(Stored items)
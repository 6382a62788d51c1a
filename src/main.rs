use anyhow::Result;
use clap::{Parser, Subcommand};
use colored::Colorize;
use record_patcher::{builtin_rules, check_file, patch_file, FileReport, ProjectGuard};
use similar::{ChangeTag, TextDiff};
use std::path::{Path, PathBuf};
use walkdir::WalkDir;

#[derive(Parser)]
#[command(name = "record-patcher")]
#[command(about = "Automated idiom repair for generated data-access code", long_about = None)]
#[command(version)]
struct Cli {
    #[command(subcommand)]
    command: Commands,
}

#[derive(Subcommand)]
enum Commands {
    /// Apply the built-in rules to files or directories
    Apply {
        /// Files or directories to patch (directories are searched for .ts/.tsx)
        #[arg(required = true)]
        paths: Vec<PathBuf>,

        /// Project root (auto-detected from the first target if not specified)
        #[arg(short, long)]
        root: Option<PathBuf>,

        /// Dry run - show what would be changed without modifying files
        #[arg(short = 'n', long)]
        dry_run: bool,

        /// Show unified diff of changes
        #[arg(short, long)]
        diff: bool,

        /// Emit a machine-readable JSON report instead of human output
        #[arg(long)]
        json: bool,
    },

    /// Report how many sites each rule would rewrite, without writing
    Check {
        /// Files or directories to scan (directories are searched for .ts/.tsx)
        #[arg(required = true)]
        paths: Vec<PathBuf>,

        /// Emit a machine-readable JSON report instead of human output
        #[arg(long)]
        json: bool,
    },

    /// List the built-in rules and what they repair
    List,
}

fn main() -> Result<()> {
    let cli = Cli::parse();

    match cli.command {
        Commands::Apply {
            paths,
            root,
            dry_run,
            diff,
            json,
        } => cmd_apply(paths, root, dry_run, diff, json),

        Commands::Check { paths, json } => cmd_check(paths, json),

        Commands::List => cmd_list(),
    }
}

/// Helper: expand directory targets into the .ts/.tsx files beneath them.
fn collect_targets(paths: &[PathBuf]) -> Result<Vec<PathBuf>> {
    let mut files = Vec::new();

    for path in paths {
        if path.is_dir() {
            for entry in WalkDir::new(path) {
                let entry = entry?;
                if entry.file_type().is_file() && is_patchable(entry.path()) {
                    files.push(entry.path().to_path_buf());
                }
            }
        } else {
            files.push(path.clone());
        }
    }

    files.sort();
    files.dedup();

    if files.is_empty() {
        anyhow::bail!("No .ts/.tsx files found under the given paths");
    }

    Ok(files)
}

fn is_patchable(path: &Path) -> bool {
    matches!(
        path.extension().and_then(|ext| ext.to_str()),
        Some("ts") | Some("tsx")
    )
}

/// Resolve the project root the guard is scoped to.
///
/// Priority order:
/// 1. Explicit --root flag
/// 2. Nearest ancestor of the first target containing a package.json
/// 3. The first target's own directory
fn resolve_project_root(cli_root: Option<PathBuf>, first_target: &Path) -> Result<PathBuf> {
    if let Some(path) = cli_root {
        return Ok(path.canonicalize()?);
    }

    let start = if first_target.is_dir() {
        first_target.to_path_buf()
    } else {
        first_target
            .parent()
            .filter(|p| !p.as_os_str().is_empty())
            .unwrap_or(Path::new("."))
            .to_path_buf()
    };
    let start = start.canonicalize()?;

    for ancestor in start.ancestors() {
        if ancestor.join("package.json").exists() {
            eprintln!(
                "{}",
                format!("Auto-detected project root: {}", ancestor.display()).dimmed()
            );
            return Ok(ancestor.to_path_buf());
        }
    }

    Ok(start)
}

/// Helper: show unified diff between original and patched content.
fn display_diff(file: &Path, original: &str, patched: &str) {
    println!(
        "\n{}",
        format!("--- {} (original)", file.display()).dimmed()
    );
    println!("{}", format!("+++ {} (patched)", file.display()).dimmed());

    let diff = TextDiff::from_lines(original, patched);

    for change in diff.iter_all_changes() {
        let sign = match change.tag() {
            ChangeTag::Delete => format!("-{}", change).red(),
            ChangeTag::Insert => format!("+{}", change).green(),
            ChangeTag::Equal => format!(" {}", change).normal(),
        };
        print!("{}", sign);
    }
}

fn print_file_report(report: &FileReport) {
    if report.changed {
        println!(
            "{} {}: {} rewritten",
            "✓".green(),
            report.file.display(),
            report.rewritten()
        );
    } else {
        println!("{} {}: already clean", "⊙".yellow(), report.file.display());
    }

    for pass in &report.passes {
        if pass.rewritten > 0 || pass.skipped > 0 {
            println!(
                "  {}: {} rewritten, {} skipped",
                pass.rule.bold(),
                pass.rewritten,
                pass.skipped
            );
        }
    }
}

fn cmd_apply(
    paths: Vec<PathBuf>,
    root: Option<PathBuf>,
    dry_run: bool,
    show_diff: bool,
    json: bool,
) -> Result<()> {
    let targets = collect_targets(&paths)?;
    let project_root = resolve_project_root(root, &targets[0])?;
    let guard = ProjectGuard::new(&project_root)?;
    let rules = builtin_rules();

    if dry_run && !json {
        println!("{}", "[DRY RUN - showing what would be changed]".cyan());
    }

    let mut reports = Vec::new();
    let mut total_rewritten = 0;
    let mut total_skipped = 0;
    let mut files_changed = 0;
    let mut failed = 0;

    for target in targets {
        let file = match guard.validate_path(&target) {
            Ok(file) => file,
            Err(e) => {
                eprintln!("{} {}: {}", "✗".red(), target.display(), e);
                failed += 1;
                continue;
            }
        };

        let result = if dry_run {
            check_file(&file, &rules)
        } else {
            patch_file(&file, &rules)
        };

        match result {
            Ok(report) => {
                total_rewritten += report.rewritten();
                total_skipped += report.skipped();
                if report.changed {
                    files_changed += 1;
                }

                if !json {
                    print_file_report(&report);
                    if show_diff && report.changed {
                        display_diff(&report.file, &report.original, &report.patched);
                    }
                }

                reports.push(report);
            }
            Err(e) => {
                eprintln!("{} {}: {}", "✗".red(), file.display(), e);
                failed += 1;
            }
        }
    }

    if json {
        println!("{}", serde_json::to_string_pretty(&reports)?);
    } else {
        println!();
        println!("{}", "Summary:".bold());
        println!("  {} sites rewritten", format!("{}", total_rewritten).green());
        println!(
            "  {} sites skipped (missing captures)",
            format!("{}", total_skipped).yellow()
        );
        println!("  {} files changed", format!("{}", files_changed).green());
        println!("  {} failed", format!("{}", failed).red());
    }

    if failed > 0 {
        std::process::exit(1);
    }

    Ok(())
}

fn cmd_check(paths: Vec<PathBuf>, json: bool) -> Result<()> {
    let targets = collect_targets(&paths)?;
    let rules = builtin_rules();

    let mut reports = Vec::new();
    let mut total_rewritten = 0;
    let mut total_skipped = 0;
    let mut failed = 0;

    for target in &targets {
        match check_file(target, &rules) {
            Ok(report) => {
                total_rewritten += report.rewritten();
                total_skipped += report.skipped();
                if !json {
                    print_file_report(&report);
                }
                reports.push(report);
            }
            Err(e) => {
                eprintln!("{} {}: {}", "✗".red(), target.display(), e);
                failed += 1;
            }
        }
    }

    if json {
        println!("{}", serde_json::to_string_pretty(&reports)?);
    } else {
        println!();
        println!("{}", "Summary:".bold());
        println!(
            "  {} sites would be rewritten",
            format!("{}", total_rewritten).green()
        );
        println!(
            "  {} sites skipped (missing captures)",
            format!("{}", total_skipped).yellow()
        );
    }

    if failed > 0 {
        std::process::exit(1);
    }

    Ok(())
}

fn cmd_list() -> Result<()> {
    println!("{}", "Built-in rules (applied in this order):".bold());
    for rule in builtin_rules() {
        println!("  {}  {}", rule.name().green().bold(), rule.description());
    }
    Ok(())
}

** PROMPT **
Search the entries for the string "entry" and copy each line where it occurs.

** RESPONSE TO THE EXERCISE **
            for entry in WalkDir::new(path) {
                let entry = entry?;
                if entry.file_type().is_file() && is_patchable(entry.path()) {
                    files.push(entry.path().to_path_buf());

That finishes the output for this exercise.